Unique electric torque vectoring tech enters real world

With ratios, a total production of 2,400 Nm (1,770 lb-ft) of torque is sent through the dual-clutch eTwinster system

GKN Automotive has entered its eTwinster technology into the real world, as automakers test the torque vectoring electric drive system. The plug-in hybrid module is being showcased at the company's Wintertest proving ground in Sweden as an all-wheel drive driveline option.

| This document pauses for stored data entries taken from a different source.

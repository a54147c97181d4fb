// SPDX-License-Identifier: MIT OR Apache-2.0

//! Ports layer containing trait definitions.
//!
//! The traits here are implemented by the adapters layer.

pub mod parser;

pub use parser::TreeParser;
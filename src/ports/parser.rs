// SPDX-License-Identifier: MIT OR Apache-2.0

//! Properties parser trait definition.
//!
//! This module defines the `TreeParser` trait, the interface for turning a
//! line-oriented text stream into a populated [`KeyTree`].

use crate::domain::{KeyTree, Result};
use std::io::BufRead;

/// A trait for parsing properties text into a [`KeyTree`].
///
/// Parsing is all-or-nothing: an implementation either returns the fully
/// populated tree or the first error it hit, never a partial tree.
///
/// # Examples
///
/// ```rust
/// use keyprops::domain::{KeyTree, Result};
/// use keyprops::ports::TreeParser;
/// use std::io::BufRead;
///
/// struct PairsParser;
///
/// impl TreeParser for PairsParser {
///     fn parse_reader(&self, reader: &mut dyn BufRead) -> Result<KeyTree> {
///         let mut tree = KeyTree::new();
///         for line in reader.lines() {
///             let line = line?;
///             if let Some((key, value)) = line.split_once(':') {
///                 tree.put(key.trim(), value.trim())?;
///             }
///         }
///         Ok(tree)
///     }
///
///     fn supported_extensions(&self) -> &[&str] {
///         &["pairs"]
///     }
/// }
///
/// let tree = PairsParser.parse("a.b: 1\nc: 2").unwrap();
/// assert_eq!(tree.find("a.b").unwrap().value(), Some("1"));
/// ```
pub trait TreeParser {
    /// Parses everything readable from `reader` into a new tree.
    ///
    /// # Returns
    ///
    /// * `Ok(KeyTree)` - The fully populated tree
    /// * `Err(PropertiesError)` - The first read or parse failure
    fn parse_reader(&self, reader: &mut dyn BufRead) -> Result<KeyTree>;

    /// Parses in-memory content into a new tree.
    fn parse(&self, content: &str) -> Result<KeyTree> {
        let mut bytes = content.as_bytes();
        self.parse_reader(&mut bytes)
    }

    /// Returns the file extensions (without the leading dot) this parser handles.
    fn supported_extensions(&self) -> &[&str];
}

The eTwinster is meant to offer automakers a combined solution for hybrid and plug-in all-wheel drive platforms. It's a combination of the eAxle technologies GKN provides for companies like Volvo, Porsche and BMW, and the twin-clutch torque vectoring features the company created for vehicles from Ford and Range Rover.

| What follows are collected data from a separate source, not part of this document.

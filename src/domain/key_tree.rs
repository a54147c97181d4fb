// SPDX-License-Identifier: MIT OR Apache-2.0

//! Hierarchical store addressed by dotted keys.
//!
//! Every [`Node`] owns its full dotted key, an optional scalar value and a map
//! from child segment to child node. Children are owned exclusively by their
//! parent. Descent that leaves the subtree it is in restarts from the root,
//! which the [`KeyTree`] holds, so nodes need no parent links.

use crate::domain::errors::{PropertiesError, Result};
use crate::domain::property_key::{PropertyKey, SEGMENT_SEPARATOR};
use std::collections::HashMap;

/// A single element of a [`KeyTree`].
#[derive(Clone, Debug, Default, PartialEq)]
pub struct Node {
    key: PropertyKey,
    value: String,
    children: HashMap<String, Node>,
}

/// Where a key leads relative to a node.
enum Step<'k> {
    /// The key names this node.
    Here,
    /// The key lies outside this node's subtree.
    Escape,
    /// The key continues into the child with this segment.
    Child(&'k str),
}

impl Node {
    fn new(key: PropertyKey) -> Self {
        Self {
            key,
            value: String::new(),
            children: HashMap::new(),
        }
    }

    /// The node's full dotted key (empty for the root).
    pub fn key(&self) -> &PropertyKey {
        &self.key
    }

    /// The node's scalar value, or `None` if nothing non-empty was assigned.
    pub fn value(&self) -> Option<&str> {
        if self.value.is_empty() {
            None
        } else {
            Some(&self.value)
        }
    }

    /// Returns `true` if the node has at least one child.
    pub fn has_children(&self) -> bool {
        !self.children.is_empty()
    }

    /// Looks up an immediate child by segment.
    pub fn child(&self, segment: &str) -> Option<&Node> {
        self.children.get(segment)
    }

    /// Iterates over the immediate child segments, in no particular order.
    pub fn child_segments(&self) -> impl Iterator<Item = &str> {
        self.children.keys().map(String::as_str)
    }

    /// Iterates over the immediate children, in no particular order.
    pub fn children(&self) -> impl Iterator<Item = &Node> {
        self.children.values()
    }

    fn step<'k>(&self, key: &'k str) -> Step<'k> {
        let rest = if self.key.is_root() {
            if key.is_empty() {
                return Step::Here;
            }
            key
        } else {
            if key == self.key.as_str() {
                return Step::Here;
            }
            match key
                .strip_prefix(self.key.as_str())
                .and_then(|r| r.strip_prefix(SEGMENT_SEPARATOR))
            {
                Some(rest) => rest,
                None => return Step::Escape,
            }
        };
        let segment = rest.split(SEGMENT_SEPARATOR).next().unwrap_or(rest);
        Step::Child(segment)
    }

    fn count_values(&self) -> usize {
        usize::from(self.value().is_some())
            + self.children.values().map(Node::count_values).sum::<usize>()
    }

    fn has_any_value(&self) -> bool {
        self.value().is_some() || self.children.values().any(Node::has_any_value)
    }

    fn collect_keys(&self, out: &mut Vec<PropertyKey>) {
        if self.value().is_some() {
            out.push(self.key.clone());
        }
        for child in self.children.values() {
            child.collect_keys(out);
        }
    }
}

/// A tree of [`Node`]s addressed by dotted keys.
///
/// # Examples
///
/// ```
/// use keyprops::domain::KeyTree;
///
/// let mut tree = KeyTree::new();
/// tree.put("section1.bool.true", "yes").unwrap();
///
/// let node = tree.find("section1.bool.true").unwrap();
/// assert_eq!(node.value(), Some("yes"));
///
/// // Intermediate segments exist but hold no value.
/// assert_eq!(tree.find("section1").unwrap().value(), None);
/// ```
#[derive(Clone, Debug, Default, PartialEq)]
pub struct KeyTree {
    root: Node,
}

impl KeyTree {
    /// Creates an empty tree holding only the root.
    pub fn new() -> Self {
        Self {
            root: Node::new(PropertyKey::root()),
        }
    }

    /// The root node.
    pub fn root(&self) -> &Node {
        &self.root
    }

    /// Inserts or overwrites the value at `key`, creating intermediate nodes.
    ///
    /// Assigning to a key that already has children keeps those children.
    ///
    /// # Errors
    ///
    /// Returns [`PropertiesError::InvalidKey`] if `key` is empty or has an
    /// empty segment.
    pub fn put(&mut self, key: &str, value: impl Into<String>) -> Result<()> {
        PropertyKey::from(key).validate()?;
        let value = value.into();

        let mut node = &mut self.root;
        loop {
            match node.step(key) {
                Step::Here => {
                    node.value = value;
                    return Ok(());
                }
                Step::Escape => node = &mut self.root,
                Step::Child(segment) => {
                    let child_key = node.key.child(segment);
                    node = node
                        .children
                        .entry(segment.to_string())
                        .or_insert_with(|| Node::new(child_key));
                }
            }
        }
    }

    /// Resolves `key` to its node. The empty key resolves to the root.
    ///
    /// # Errors
    ///
    /// Returns [`PropertiesError::NodeNotFound`] if any segment is missing.
    pub fn find(&self, key: &str) -> Result<&Node> {
        self.find_from(&self.root, key)
    }

    /// Resolves `key` starting from `start`, restarting at the root when the
    /// key is outside `start`'s subtree.
    pub fn find_from<'a>(&'a self, start: &'a Node, key: &str) -> Result<&'a Node> {
        let mut node = start;
        loop {
            match node.step(key) {
                Step::Here => return Ok(node),
                Step::Escape => node = &self.root,
                Step::Child(segment) => {
                    node = node
                        .children
                        .get(segment)
                        .ok_or(PropertiesError::NodeNotFound)?;
                }
            }
        }
    }

    /// Returns `true` if `key` resolves to a node, valued or not.
    pub fn contains(&self, key: &str) -> bool {
        self.find(key).is_ok()
    }

    /// Every key that holds a value, sorted.
    pub fn keys(&self) -> Vec<PropertyKey> {
        let mut keys = Vec::new();
        self.root.collect_keys(&mut keys);
        keys.sort();
        keys
    }

    /// Number of keys that hold a value.
    pub fn len(&self) -> usize {
        self.root.count_values()
    }

    /// Returns `true` if no key holds a value.
    pub fn is_empty(&self) -> bool {
        !self.root.has_any_value()
    }
}

#[cfg(test)]
mod tests {
    use super::*;

    fn sorted_segments(node: &Node) -> Vec<&str> {
        let mut segments: Vec<&str> = node.child_segments().collect();
        segments.sort();
        segments
    }

    #[test]
    fn test_put_then_find() {
        let mut tree = KeyTree::new();
        tree.put("source", "some source").unwrap();
        tree.put("section1.float", "4.5").unwrap();

        assert_eq!(tree.find("source").unwrap().value(), Some("some source"));
        assert_eq!(tree.find("section1.float").unwrap().value(), Some("4.5"));
    }

    #[test]
    fn test_node_keys_are_full_paths() {
        let mut tree = KeyTree::new();
        tree.put("a.b.c", "v").unwrap();

        assert_eq!(tree.find("a").unwrap().key().as_str(), "a");
        assert_eq!(tree.find("a.b").unwrap().key().as_str(), "a.b");
        assert_eq!(tree.find("a.b.c").unwrap().key().as_str(), "a.b.c");
    }

    #[test]
    fn test_intermediate_nodes_have_no_value() {
        let mut tree = KeyTree::new();
        tree.put("section1.bool.true", "yes").unwrap();

        let section = tree.find("section1").unwrap();
        assert_eq!(section.value(), None);
        assert!(section.has_children());
    }

    #[test]
    fn test_put_overwrites() {
        let mut tree = KeyTree::new();
        tree.put("a.b", "first").unwrap();
        tree.put("a.b", "second").unwrap();

        assert_eq!(tree.find("a.b").unwrap().value(), Some("second"));
        assert_eq!(sorted_segments(tree.find("a").unwrap()), vec!["b"]);
        assert_eq!(tree.len(), 1);
    }

    #[test]
    fn test_value_and_children_coexist() {
        let mut tree = KeyTree::new();
        tree.put("section1.float", "4.5").unwrap();
        tree.put("section1", "direct").unwrap();

        let section = tree.find("section1").unwrap();
        assert_eq!(section.value(), Some("direct"));
        assert_eq!(sorted_segments(section), vec!["float"]);
        assert_eq!(tree.find("section1.float").unwrap().value(), Some("4.5"));
    }

    #[test]
    fn test_find_missing() {
        let mut tree = KeyTree::new();
        tree.put("a.b", "v").unwrap();

        assert!(tree.find("missing").unwrap_err().is_not_found());
        assert!(tree.find("a.c").unwrap_err().is_not_found());
        assert!(tree.find("a.b.c").unwrap_err().is_not_found());
        assert!(tree.find("a..b").unwrap_err().is_not_found());
    }

    #[test]
    fn test_segment_prefix_is_not_a_match() {
        let mut tree = KeyTree::new();
        tree.put("ab.c", "v").unwrap();

        assert!(tree.find("a").unwrap_err().is_not_found());
        assert!(tree.find("ab.c").is_ok());
    }

    #[test]
    fn test_find_empty_key_is_root() {
        let mut tree = KeyTree::new();
        tree.put("a.b", "v").unwrap();
        tree.put("c", "w").unwrap();

        let root = tree.find("").unwrap();
        assert!(root.key().is_root());
        assert_eq!(root.value(), None);
        assert_eq!(sorted_segments(root), vec!["a", "c"]);
    }

    #[test]
    fn test_find_from_restarts_at_root() {
        let mut tree = KeyTree::new();
        tree.put("left.x", "1").unwrap();
        tree.put("right.y", "2").unwrap();

        let left = tree.find("left").unwrap();
        let found = tree.find_from(left, "right.y").unwrap();
        assert_eq!(found.value(), Some("2"));

        let found = tree.find_from(left, "left.x").unwrap();
        assert_eq!(found.value(), Some("1"));
    }

    #[test]
    fn test_put_rejects_malformed_keys() {
        let mut tree = KeyTree::new();
        for bad in ["", ".a", "a.", "a..b"] {
            assert!(
                matches!(tree.put(bad, "v"), Err(PropertiesError::InvalidKey { .. })),
                "expected '{}' to be rejected",
                bad
            );
        }
        assert!(tree.is_empty());
        assert!(!tree.root().has_children());
    }

    #[test]
    fn test_empty_value_means_no_value() {
        let mut tree = KeyTree::new();
        tree.put("blank", "").unwrap();

        assert!(tree.contains("blank"));
        assert_eq!(tree.find("blank").unwrap().value(), None);
        assert!(tree.is_empty());
    }

    #[test]
    fn test_keys_lists_valued_nodes_sorted() {
        let mut tree = KeyTree::new();
        tree.put("section1.float", "4.5").unwrap();
        tree.put("bind_port", "9345").unwrap();
        tree.put("section1.bool.true", "yes").unwrap();

        let keys: Vec<String> = tree.keys().into_iter().map(String::from).collect();
        assert_eq!(
            keys,
            vec!["bind_port", "section1.bool.true", "section1.float"]
        );
        assert_eq!(tree.len(), 3);
    }

    #[test]
    fn test_len_counts_only_valued_nodes() {
        let mut tree = KeyTree::new();
        assert!(tree.is_empty());
        assert_eq!(tree.len(), 0);

        tree.put("a.b.c", "").unwrap();
        assert!(tree.is_empty());

        tree.put("a.b.c.d", "deep").unwrap();
        assert!(!tree.is_empty());
        assert_eq!(tree.len(), 1);

        tree.put("a", "top").unwrap();
        tree.put("a.b.c.d", "overwritten").unwrap();
        assert_eq!(tree.len(), 2);
        assert_eq!(tree.len(), tree.keys().len());
    }

    #[test]
    fn test_child_lookup() {
        let mut tree = KeyTree::new();
        tree.put("a.b", "v").unwrap();

        let a = tree.root().child("a").unwrap();
        assert_eq!(a.child("b").unwrap().value(), Some("v"));
        assert!(a.child("c").is_none());
        assert_eq!(a.children().count(), 1);
    }
}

GKN built a prototype vehicle for testing based on a premium SUV. The prototype utilizes a 240 Nm (177 lb-ft) electric motor and gasoline engine. With ratios, a total production of 2,400 Nm (1,770 lb-ft) of torque is sent through the dual-clutch eTwinster system. Vehicle dynamics experts from several leading automakers are currently test driving the prototype vehicle. The high amounts of torque mean that the prototype receives more propulsion power from the electric motor than it does the combustion engine.

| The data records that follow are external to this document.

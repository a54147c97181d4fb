// SPDX-License-Identifier: MIT OR Apache-2.0

//! Read-only properties facade.
//!
//! `Properties` wraps a fully parsed [`KeyTree`] and exposes typed getters
//! and structural queries. It is built once and never mutated afterwards, so
//! it can be shared across threads without locking.

use crate::adapters::{file, IniParser};
use crate::domain::{KeyTree, PropertiesError, PropertyKey, PropertyValue, Result};
use crate::ports::TreeParser;
use std::collections::BTreeSet;
use std::io::BufRead;
use std::path::Path;
use std::str::FromStr;

/// Parsed properties addressed by dotted keys.
///
/// # Examples
///
/// ```rust
/// use keyprops::service::Properties;
///
/// # fn main() -> keyprops::domain::Result<()> {
/// let props: Properties = "bind_port = 9345\n[section1]\nfloat = 4.5".parse()?;
///
/// assert_eq!(props.get_int("bind_port")?, 9345);
/// assert_eq!(props.get_float("section1.float")?, 4.5);
/// assert!(props.key_exists("section1"));
/// # Ok(())
/// # }
/// ```
#[derive(Clone, Debug, Default)]
pub struct Properties {
    tree: KeyTree,
}

impl Properties {
    /// Parses an INI-style stream.
    ///
    /// The whole stream is consumed. On the first invalid line the load fails
    /// and no properties are returned.
    pub fn load<R: BufRead>(mut reader: R) -> Result<Self> {
        Self::load_with(&IniParser::new(), &mut reader)
    }

    /// Parses a stream with a custom parser.
    pub fn load_with(parser: &dyn TreeParser, reader: &mut dyn BufRead) -> Result<Self> {
        Ok(Self::from_tree(parser.parse_reader(reader)?))
    }

    /// Loads and parses the INI-style file at `path`.
    ///
    /// # Examples
    ///
    /// ```rust,no_run
    /// use keyprops::service::Properties;
    ///
    /// let props = Properties::load_file("/etc/myapp/config.ini").unwrap();
    /// ```
    pub fn load_file<P: AsRef<Path>>(path: P) -> Result<Self> {
        Ok(Self::from_tree(file::parse_file(path, &IniParser::new())?))
    }

    /// Loads `config.ini` from the OS-appropriate configuration directory.
    ///
    /// # Arguments
    ///
    /// * `app_name` - The application name (e.g., "myapp")
    /// * `qualifier` - The organization/qualifier (e.g., "com.example")
    pub fn from_default_location(app_name: &str, qualifier: &str) -> Result<Self> {
        Self::load_file(file::default_location(app_name, qualifier)?)
    }

    /// Loads a custom file name from the OS-appropriate configuration directory.
    pub fn with_filename(app_name: &str, qualifier: &str, filename: &str) -> Result<Self> {
        Self::load_file(file::location_for(app_name, qualifier, filename)?)
    }

    /// Wraps an already populated tree.
    pub fn from_tree(tree: KeyTree) -> Self {
        Self { tree }
    }

    /// The underlying tree.
    pub fn tree(&self) -> &KeyTree {
        &self.tree
    }

    /// Returns the raw value stored at `key`.
    ///
    /// # Errors
    ///
    /// * [`PropertiesError::NodeNotFound`] - no such path
    /// * [`PropertiesError::NoValue`] - the path exists but holds no value
    pub fn get_str(&self, key: &str) -> Result<&str> {
        self.tree
            .find(key)?
            .value()
            .ok_or_else(|| PropertiesError::NoValue {
                key: key.to_string(),
            })
    }

    /// Returns an owned copy of the value stored at `key`.
    pub fn get_string(&self, key: &str) -> Result<String> {
        self.get_str(key).map(str::to_string)
    }

    /// Returns the value stored at `key` wrapped for further conversion.
    pub fn get_value(&self, key: &str) -> Result<PropertyValue> {
        self.get_str(key).map(PropertyValue::from)
    }

    /// Returns the value at `key` as an integer.
    pub fn get_int(&self, key: &str) -> Result<i64> {
        self.get_value(key)?.as_i64(key)
    }

    /// Returns the value at `key` as a float.
    pub fn get_float(&self, key: &str) -> Result<f64> {
        self.get_value(key)?.as_f64(key)
    }

    /// Returns the value at `key` as a boolean.
    ///
    /// Accepts `true`/`yes`/`1` and `false`/`no`/`0` in any letter case.
    pub fn get_bool(&self, key: &str) -> Result<bool> {
        self.get_value(key)?.as_bool(key)
    }

    /// Parses the value at `key` into any `FromStr` type.
    pub fn get_parsed<T>(&self, key: &str) -> Result<T>
    where
        T: FromStr,
        T::Err: std::error::Error + Send + Sync + 'static,
    {
        self.get_value(key)?.parse(key)
    }

    /// Returns the value at `key`, or `default` if it is missing or valueless.
    pub fn get_or_default(&self, key: &str, default: &str) -> PropertyValue {
        self.get_value(key)
            .unwrap_or_else(|_| PropertyValue::from(default))
    }

    /// Returns `true` if `key` names a node, whether or not it holds a value.
    pub fn key_exists(&self, key: &str) -> bool {
        self.tree.contains(key)
    }

    /// Returns the immediate child segment names of `key`.
    ///
    /// The empty key lists the top-level segments.
    ///
    /// # Errors
    ///
    /// Returns [`PropertiesError::NodeNotFound`] if `key` does not resolve.
    pub fn subkeys(&self, key: &str) -> Result<BTreeSet<String>> {
        let node = self.tree.find(key)?;
        Ok(node.child_segments().map(str::to_string).collect())
    }

    /// Every key holding a value, sorted.
    pub fn keys(&self) -> Vec<PropertyKey> {
        self.tree.keys()
    }
}

impl FromStr for Properties {
    type Err = PropertiesError;

    fn from_str(s: &str) -> Result<Self> {
        Ok(Self::from_tree(IniParser::new().parse(s)?))
    }
}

The company says that the eTwinster will be ready for production vehicles within the next three years and predicts that by 2025, about half of all vehicles produced will have some fort of electrification (hybrid, plug-in). To that latter end, GKN is developing a range of electric-drive systems meant to augment or boost the power produced by the electric motors in hybrid and plug-in vehicles.